TJ Gorton (BeatCaffeine) lobte, diese Aufnahme von 1970 präsentiere Sun Ra in einer reduzierteren (aber komplex agierenden) Besetzung, in der der Bandleader nur auf dem MiniMoog und Rock-Si-Chord spielt. Damit bekomme diese Aufnahme eine sehr elektrische, distanzierte Atmosphäre und enthalte doch einige unglaubliche klassische Sun Ra-Tracks, darunter „Love in Outer Space“ und „Sun-Earth Rock“. Moog-Fans werden sich dieses Album definitiv anhören wollen.[8]

Sean Kitching schrieb in The Quietus, trotz der Präsenz einiger besonders weit abgefahrener Tracks sei das meiste Material als Musik zugänglich, die an Popmusik grenze und mit einem sehr spezifischen Sound versehen sei, der im Allgemeinen auf anderen Sun Ra-Aufnahmen nicht zu finden sei. Eine Art Exotik des Weltraumzeitalters vielleicht, die eine warme und doch forschende Atmosphäre biete, die, sobald sie einmal erreicht sei, dazu auffordere, von Anfang bis Ende angehört zu werden.
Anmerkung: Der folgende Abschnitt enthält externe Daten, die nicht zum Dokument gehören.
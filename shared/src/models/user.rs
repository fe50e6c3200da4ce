//! User and role models

use serde::{Deserialize, Serialize};

/// Platform roles
#[derive(Debug, Clone, Copy, Serialize, Deserialize, PartialEq, Eq, Hash)]
#[serde(rename_all = "snake_case")]
#[cfg_attr(feature = "sqlx", derive(sqlx::Type))]
#[cfg_attr(feature = "sqlx", sqlx(type_name = "user_role", rename_all = "snake_case"))]
pub enum UserRole {
    Admin,
    Supervisor,
    Instructor,
    Worker,
    Auditor,
}

/// Account status
#[derive(Debug, Clone, Copy, Serialize, Deserialize, PartialEq, Eq)]
#[serde(rename_all = "snake_case")]
#[cfg_attr(feature = "sqlx", derive(sqlx::Type))]
#[cfg_attr(feature = "sqlx", sqlx(type_name = "user_status", rename_all = "snake_case"))]
pub enum UserStatus {
    Active,
    Inactive,
    Suspended,
}

/// Identity document types accepted for workers
#[derive(Debug, Clone, Copy, Serialize, Deserialize, PartialEq, Eq)]
#[cfg_attr(feature = "sqlx", derive(sqlx::Type))]
#[cfg_attr(feature = "sqlx", sqlx(type_name = "document_type"))]
pub enum DocumentType {
    /// Cédula de ciudadanía
    #[serde(rename = "CC")]
    #[cfg_attr(feature = "sqlx", sqlx(rename = "CC"))]
    CitizenId,
    /// Cédula de extranjería
    #[serde(rename = "CE")]
    #[cfg_attr(feature = "sqlx", sqlx(rename = "CE"))]
    ForeignerId,
    #[serde(rename = "PA")]
    #[cfg_attr(feature = "sqlx", sqlx(rename = "PA"))]
    Passport,
    /// Tarjeta de identidad
    #[serde(rename = "TI")]
    #[cfg_attr(feature = "sqlx", sqlx(rename = "TI"))]
    IdentityCard,
}

/// Resources that can be accessed
#[derive(Debug, Clone, Copy, Serialize, Deserialize, PartialEq, Eq, Hash)]
#[serde(rename_all = "snake_case")]
pub enum Resource {
    User,
    Course,
    Enrollment,
    Assessment,
    Certificate,
    LearningPath,
    Notification,
    Report,
}

impl Resource {
    pub fn as_str(&self) -> &'static str {
        match self {
            Resource::User => "users",
            Resource::Course => "courses",
            Resource::Enrollment => "enrollments",
            Resource::Assessment => "assessments",
            Resource::Certificate => "certificates",
            Resource::LearningPath => "learning_paths",
            Resource::Notification => "notifications",
            Resource::Report => "reports",
        }
    }
}

/// Actions that can be performed on resources
#[derive(Debug, Clone, Copy, Serialize, Deserialize, PartialEq, Eq, Hash)]
#[serde(rename_all = "snake_case")]
pub enum Action {
    View,
    Create,
    Edit,
    Delete,
    Assign,
    Grade,
    Export,
}

impl Action {
    pub fn as_str(&self) -> &'static str {
        match self {
            Action::View => "view",
            Action::Create => "create",
            Action::Edit => "edit",
            Action::Delete => "delete",
            Action::Assign => "assign",
            Action::Grade => "grade",
            Action::Export => "export",
        }
    }
}

/// Job profiles that carry supervisory duties regardless of role
pub const SUPERVISOR_PROFILES: &[&str] = &["JEFE_CUADRILLA", "SUPERVISOR", "COORDINADOR"];

impl UserRole {
    pub fn as_str(&self) -> &'static str {
        match self {
            UserRole::Admin => "admin",
            UserRole::Supervisor => "supervisor",
            UserRole::Instructor => "instructor",
            UserRole::Worker => "worker",
            UserRole::Auditor => "auditor",
        }
    }

    /// Resource/action grants for this role
    pub fn grants(&self) -> Vec<(Resource, Vec<Action>)> {
        use Action::*;
        use Resource::*;

        match self {
            UserRole::Admin => [
                User,
                Course,
                Enrollment,
                Assessment,
                Certificate,
                LearningPath,
                Notification,
                Report,
            ]
            .into_iter()
            .map(|r| (r, vec![View, Create, Edit, Delete, Assign, Grade, Export]))
            .collect(),
            UserRole::Instructor => vec![
                (Course, vec![View, Create, Edit]),
                (Assessment, vec![View, Create, Edit, Grade]),
                (Enrollment, vec![View]),
                (Certificate, vec![View]),
                (LearningPath, vec![View]),
                (Report, vec![View]),
            ],
            UserRole::Supervisor => vec![
                (User, vec![View]),
                (Course, vec![View]),
                (Enrollment, vec![View, Assign]),
                (LearningPath, vec![View, Assign]),
                (Certificate, vec![View]),
                (Report, vec![View, Export]),
            ],
            UserRole::Auditor => vec![
                (Certificate, vec![View]),
                (Enrollment, vec![View]),
                (Report, vec![View, Export]),
            ],
            UserRole::Worker => vec![],
        }
    }

    /// Flattened `resource:action` permission strings carried in access tokens
    pub fn permissions(&self) -> Vec<String> {
        self.grants()
            .into_iter()
            .flat_map(|(resource, actions)| {
                actions
                    .into_iter()
                    .map(move |action| format!("{}:{}", resource.as_str(), action.as_str()))
            })
            .collect()
    }
}

impl std::fmt::Display for UserRole {
    fn fmt(&self, f: &mut std::fmt::Formatter<'_>) -> std::fmt::Result {
        write!(f, "{}", self.as_str())
    }
}

/// Whether a user supervises crews, either by role or by job profile
pub fn is_supervisor(role: UserRole, job_profile: Option<&str>) -> bool {
    if matches!(role, UserRole::Admin | UserRole::Supervisor) {
        return true;
    }
    job_profile
        .map(|p| SUPERVISOR_PROFILES.contains(&p.trim().to_uppercase().as_str()))
        .unwrap_or(false)
}

/// Only active accounts may authenticate
pub fn can_login(status: UserStatus) -> bool {
    status == UserStatus::Active
}

#[cfg(test)]
mod tests {
    use super::*;

    #[test]
    fn test_admin_has_everything() {
        let perms = UserRole::Admin.permissions();
        assert!(perms.contains(&"users:create".to_string()));
        assert!(perms.contains(&"reports:export".to_string()));
        assert!(perms.contains(&"assessments:grade".to_string()));
    }

    #[test]
    fn test_worker_has_no_admin_permissions() {
        assert!(UserRole::Worker.permissions().is_empty());
    }

    #[test]
    fn test_instructor_cannot_manage_users() {
        let perms = UserRole::Instructor.permissions();
        assert!(!perms.iter().any(|p| p.starts_with("users:")));
        assert!(perms.contains(&"courses:edit".to_string()));
    }

    #[test]
    fn test_supervisor_by_profile() {
        assert!(is_supervisor(UserRole::Worker, Some("jefe_cuadrilla")));
        assert!(!is_supervisor(UserRole::Worker, Some("LINIERO")));
        assert!(!is_supervisor(UserRole::Worker, None));
        assert!(is_supervisor(UserRole::Supervisor, None));
    }

    #[test]
    fn test_only_active_can_login() {
        assert!(can_login(UserStatus::Active));
        assert!(!can_login(UserStatus::Inactive));
        assert!(!can_login(UserStatus::Suspended));
    }
}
Diese Musik beiße nur gelegentlich, wie in dem unglaublichen „A Birds Eye View of a Man’s World“, einer kubistischen Jazz-Miniatur, die mit Ras fragmentiertem Keyboard-Motiv eher der Welt der Quantenunschärfe als einem vorhersehbaren, mechanistischen Universum anzugehören scheint.[9]

Einzelnachweise

  1. The Night of the Purple Moon. Online Discography Sun Ra, abgerufen am 22. Juli 2022.
  2. Liner Notes von Irwin Chusid der Neuausgabe des Albums von 2014
  3. The Lady With The Golden Stockings. Bancamp, 21. August 2018, abgerufen am 2. Juli 2022 (englisch).
  4. Tom Lord The Jazz Discography (online, abgerufen 9. August 2022)
  5. Sun Ra: The Night of the Purple Moon bei Discogs
  6. Sun Ra and His Intergalactic Infinity Arkestra: The Night of the Purple Moon (Atavistic) bei Discogs
  7. Besprechung des Albums von Sean Westergaard bei AllMusic (englisch). Abgerufen am 1. Juli 2022.
  8. TJ Gorton: BeatCaffeine’s 15 Most Essential Sun Ra Records. BeatCaffeine, 6. April 2022, abgerufen am 27. Juni 2022 (englisch).
  9. Sean Kitching: Sun Ra And His Arkestra: In The Orbit Of Ra. The Quietus, 7. Oktober 2014, abgerufen am 7. Juli 2022 (englisch).